Items from a data source:
>>>

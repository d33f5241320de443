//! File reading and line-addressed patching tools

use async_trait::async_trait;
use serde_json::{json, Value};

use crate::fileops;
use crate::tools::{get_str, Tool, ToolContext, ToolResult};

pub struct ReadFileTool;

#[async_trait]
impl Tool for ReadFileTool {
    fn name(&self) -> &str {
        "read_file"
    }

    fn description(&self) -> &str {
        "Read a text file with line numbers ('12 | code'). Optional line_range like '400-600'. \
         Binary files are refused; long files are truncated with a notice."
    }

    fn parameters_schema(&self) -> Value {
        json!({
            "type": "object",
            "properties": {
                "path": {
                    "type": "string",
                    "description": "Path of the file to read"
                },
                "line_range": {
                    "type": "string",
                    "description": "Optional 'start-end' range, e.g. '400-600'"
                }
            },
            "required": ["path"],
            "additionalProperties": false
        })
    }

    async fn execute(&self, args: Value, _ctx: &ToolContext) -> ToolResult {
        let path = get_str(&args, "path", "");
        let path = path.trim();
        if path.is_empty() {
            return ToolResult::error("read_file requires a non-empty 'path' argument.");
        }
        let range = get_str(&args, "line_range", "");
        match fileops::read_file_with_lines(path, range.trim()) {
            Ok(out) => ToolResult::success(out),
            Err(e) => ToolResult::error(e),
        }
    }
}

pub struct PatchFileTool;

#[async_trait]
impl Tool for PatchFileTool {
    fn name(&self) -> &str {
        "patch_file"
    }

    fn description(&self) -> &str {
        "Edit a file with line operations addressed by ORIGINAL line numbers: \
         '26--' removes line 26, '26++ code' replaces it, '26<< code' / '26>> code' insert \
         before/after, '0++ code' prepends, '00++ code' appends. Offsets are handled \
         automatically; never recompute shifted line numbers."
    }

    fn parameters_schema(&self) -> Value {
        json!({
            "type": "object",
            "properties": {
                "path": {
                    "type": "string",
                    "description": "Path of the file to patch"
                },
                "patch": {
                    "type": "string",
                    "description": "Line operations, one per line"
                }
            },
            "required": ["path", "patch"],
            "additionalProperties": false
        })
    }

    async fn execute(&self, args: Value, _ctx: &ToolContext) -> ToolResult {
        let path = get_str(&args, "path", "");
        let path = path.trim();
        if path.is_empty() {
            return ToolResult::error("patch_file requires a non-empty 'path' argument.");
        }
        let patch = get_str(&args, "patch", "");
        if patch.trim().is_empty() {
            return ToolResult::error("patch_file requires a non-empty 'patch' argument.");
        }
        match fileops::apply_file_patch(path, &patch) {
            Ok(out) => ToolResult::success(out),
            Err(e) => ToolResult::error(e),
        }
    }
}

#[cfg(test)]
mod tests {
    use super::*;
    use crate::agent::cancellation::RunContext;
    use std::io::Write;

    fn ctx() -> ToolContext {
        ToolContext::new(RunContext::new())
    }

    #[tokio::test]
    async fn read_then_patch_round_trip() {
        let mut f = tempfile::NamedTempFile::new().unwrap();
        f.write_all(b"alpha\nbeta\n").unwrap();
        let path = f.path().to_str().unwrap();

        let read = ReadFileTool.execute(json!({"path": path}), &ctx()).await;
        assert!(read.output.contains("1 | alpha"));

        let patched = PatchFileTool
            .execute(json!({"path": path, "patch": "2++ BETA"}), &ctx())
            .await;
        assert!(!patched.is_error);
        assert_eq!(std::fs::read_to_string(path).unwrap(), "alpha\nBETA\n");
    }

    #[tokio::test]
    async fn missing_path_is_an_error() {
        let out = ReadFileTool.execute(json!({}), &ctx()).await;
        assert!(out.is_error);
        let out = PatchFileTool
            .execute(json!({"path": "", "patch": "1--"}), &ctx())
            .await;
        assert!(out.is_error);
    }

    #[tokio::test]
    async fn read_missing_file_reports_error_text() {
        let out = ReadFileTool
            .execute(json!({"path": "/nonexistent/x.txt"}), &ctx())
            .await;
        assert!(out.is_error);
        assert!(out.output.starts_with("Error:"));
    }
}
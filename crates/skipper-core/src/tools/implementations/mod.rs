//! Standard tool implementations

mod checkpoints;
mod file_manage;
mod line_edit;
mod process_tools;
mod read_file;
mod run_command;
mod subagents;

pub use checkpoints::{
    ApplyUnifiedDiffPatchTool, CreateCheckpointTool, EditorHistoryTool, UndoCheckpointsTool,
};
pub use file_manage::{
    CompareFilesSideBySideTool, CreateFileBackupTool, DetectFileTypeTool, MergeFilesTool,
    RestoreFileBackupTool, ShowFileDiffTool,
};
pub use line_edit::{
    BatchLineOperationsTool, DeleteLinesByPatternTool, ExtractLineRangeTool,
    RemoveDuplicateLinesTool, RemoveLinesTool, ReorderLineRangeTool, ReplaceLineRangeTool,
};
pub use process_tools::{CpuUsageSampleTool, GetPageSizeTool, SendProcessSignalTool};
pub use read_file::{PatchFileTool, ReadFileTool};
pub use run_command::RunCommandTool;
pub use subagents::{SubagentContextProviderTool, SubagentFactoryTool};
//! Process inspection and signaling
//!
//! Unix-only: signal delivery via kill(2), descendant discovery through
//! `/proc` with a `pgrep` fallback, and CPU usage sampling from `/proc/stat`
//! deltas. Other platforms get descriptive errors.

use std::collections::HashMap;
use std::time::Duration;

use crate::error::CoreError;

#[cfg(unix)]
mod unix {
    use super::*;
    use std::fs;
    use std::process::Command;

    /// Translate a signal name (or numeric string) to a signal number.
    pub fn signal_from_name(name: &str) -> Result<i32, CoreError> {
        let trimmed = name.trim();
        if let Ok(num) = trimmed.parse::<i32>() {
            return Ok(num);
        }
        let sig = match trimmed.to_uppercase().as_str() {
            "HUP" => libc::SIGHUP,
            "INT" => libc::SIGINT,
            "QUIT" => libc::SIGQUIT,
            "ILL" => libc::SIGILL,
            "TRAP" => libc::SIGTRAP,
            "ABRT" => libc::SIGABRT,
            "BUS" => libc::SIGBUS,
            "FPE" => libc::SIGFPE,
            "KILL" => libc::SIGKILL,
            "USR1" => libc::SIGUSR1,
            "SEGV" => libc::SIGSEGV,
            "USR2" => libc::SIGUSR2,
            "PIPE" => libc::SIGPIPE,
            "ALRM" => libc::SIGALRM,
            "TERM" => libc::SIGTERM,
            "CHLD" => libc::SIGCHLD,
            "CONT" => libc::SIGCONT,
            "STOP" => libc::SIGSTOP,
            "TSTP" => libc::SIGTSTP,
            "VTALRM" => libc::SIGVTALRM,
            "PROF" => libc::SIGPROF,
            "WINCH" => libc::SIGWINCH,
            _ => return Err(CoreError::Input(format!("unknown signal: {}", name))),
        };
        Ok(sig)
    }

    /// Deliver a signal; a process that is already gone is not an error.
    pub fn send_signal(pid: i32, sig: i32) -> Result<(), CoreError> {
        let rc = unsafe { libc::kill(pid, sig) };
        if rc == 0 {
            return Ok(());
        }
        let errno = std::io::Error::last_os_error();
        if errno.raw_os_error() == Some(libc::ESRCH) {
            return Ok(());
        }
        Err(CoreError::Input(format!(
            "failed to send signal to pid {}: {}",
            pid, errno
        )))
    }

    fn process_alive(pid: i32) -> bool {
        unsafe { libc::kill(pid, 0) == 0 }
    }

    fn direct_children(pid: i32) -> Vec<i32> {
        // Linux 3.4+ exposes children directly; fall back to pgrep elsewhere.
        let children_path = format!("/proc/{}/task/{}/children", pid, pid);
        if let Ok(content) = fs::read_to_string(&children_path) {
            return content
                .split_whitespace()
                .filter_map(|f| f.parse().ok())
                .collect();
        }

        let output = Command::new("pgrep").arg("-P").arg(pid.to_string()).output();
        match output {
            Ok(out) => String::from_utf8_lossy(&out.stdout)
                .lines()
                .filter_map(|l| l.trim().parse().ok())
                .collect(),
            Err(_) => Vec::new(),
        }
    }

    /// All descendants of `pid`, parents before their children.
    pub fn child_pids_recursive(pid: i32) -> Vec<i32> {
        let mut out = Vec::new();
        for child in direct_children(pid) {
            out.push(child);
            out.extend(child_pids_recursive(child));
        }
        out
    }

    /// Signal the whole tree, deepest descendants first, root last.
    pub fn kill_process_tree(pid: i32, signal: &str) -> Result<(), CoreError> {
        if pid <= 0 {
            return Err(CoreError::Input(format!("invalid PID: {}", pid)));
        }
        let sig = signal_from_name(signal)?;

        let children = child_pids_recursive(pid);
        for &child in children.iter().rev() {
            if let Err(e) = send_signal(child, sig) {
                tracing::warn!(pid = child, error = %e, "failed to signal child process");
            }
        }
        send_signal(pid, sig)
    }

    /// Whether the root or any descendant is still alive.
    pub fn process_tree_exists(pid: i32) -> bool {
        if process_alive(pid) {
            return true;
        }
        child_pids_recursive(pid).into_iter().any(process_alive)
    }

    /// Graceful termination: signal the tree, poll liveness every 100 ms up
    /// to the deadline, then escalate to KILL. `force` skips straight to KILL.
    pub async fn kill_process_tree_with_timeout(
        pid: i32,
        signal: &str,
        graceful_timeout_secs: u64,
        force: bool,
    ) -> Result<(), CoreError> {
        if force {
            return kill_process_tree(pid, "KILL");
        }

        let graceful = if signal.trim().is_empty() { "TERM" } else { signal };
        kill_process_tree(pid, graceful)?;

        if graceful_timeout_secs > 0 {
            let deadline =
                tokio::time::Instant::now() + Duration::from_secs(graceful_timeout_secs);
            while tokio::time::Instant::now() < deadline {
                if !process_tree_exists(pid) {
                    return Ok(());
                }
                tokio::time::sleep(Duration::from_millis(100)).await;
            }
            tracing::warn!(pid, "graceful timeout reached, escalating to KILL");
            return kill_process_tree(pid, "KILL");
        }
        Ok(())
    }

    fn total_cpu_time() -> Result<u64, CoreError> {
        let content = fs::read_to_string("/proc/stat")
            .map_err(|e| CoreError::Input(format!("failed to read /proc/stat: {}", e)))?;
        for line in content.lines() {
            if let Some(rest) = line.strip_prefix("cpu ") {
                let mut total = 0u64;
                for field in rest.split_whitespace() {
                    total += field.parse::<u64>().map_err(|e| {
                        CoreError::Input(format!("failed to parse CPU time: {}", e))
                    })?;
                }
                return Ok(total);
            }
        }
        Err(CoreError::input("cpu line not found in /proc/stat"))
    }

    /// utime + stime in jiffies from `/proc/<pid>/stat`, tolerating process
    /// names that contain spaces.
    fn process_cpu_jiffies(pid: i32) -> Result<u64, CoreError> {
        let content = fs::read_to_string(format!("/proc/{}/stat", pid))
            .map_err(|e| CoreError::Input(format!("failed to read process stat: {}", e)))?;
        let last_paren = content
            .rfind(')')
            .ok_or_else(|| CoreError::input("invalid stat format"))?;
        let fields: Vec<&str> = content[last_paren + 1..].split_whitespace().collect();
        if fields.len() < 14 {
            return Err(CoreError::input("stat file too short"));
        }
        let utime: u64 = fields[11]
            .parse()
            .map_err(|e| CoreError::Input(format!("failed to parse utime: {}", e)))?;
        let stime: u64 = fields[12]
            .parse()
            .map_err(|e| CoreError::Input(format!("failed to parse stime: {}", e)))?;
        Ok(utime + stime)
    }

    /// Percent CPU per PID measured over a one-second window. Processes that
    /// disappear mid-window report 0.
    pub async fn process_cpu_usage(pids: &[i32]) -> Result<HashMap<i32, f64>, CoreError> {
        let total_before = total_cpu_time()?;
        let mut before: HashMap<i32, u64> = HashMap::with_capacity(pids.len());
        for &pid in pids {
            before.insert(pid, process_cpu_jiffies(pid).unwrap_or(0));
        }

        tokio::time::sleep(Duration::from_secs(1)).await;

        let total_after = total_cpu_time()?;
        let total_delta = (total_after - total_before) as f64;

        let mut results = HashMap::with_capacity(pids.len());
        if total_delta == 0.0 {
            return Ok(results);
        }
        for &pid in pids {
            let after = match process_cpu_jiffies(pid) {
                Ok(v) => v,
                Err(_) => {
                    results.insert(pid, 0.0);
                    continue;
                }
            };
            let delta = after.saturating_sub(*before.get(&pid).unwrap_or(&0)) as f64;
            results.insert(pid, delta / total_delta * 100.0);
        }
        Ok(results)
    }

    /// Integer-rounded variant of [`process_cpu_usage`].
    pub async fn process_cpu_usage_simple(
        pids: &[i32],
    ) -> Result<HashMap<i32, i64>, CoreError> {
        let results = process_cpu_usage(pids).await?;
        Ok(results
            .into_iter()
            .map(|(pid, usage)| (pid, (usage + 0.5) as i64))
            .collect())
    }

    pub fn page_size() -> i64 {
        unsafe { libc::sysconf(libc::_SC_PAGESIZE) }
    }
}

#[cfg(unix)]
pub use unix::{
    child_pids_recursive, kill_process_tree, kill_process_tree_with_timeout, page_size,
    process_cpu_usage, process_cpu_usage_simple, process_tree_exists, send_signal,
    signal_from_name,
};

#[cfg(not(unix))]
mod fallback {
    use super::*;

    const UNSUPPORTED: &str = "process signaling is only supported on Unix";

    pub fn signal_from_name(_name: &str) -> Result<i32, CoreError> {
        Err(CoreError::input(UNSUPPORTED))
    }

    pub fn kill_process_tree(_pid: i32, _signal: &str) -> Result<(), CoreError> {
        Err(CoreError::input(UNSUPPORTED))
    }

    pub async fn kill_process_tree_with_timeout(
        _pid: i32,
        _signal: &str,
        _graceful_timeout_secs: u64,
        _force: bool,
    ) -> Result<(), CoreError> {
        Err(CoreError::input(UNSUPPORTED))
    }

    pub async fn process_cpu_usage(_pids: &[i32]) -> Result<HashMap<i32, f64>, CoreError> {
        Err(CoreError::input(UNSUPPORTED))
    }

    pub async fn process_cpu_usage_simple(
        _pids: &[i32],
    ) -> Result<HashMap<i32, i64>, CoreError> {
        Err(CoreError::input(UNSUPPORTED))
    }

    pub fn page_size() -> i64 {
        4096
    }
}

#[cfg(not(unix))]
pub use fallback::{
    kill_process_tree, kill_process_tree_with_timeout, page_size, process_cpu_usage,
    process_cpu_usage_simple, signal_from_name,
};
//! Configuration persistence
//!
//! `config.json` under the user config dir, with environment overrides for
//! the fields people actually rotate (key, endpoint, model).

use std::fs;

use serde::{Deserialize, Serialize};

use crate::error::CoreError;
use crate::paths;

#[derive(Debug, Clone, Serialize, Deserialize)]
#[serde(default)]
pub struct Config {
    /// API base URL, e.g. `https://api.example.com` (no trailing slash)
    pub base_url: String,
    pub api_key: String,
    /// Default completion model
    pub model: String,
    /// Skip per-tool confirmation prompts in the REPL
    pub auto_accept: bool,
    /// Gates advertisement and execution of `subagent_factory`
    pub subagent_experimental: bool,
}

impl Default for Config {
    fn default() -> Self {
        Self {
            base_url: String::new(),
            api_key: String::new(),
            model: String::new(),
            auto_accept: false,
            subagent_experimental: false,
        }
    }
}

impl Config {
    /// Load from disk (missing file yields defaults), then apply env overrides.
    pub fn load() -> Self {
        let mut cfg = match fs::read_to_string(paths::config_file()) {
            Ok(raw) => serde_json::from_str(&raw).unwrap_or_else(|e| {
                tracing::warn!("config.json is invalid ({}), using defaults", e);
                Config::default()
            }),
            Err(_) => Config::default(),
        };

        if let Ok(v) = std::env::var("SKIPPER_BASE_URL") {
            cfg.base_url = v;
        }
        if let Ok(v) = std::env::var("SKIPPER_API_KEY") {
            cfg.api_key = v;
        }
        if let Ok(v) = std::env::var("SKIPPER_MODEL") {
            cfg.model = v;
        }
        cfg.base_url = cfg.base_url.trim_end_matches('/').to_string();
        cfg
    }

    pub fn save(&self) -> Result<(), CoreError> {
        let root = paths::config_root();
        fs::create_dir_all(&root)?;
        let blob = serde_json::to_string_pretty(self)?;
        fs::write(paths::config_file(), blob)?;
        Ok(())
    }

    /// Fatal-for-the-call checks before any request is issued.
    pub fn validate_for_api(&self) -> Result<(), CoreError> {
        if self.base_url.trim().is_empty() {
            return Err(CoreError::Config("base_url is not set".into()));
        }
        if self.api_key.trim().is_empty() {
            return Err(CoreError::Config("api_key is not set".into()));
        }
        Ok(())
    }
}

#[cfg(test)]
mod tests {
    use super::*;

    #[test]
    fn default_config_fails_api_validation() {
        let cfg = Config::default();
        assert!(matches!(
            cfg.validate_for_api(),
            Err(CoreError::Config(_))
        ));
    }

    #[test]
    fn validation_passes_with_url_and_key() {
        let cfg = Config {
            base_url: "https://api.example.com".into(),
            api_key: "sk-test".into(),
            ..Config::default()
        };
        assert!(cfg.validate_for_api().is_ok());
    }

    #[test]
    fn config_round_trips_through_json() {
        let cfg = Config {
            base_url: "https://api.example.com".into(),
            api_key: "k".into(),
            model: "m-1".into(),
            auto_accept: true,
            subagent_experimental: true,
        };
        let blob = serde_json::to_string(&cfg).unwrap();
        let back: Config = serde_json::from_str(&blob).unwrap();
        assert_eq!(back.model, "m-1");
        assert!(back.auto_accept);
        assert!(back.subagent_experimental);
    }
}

<<<

> [Requirement]:
Lines containing the word "insert": how many are there in the data above? Reply with only that number.

> [Output of the exercise]:
4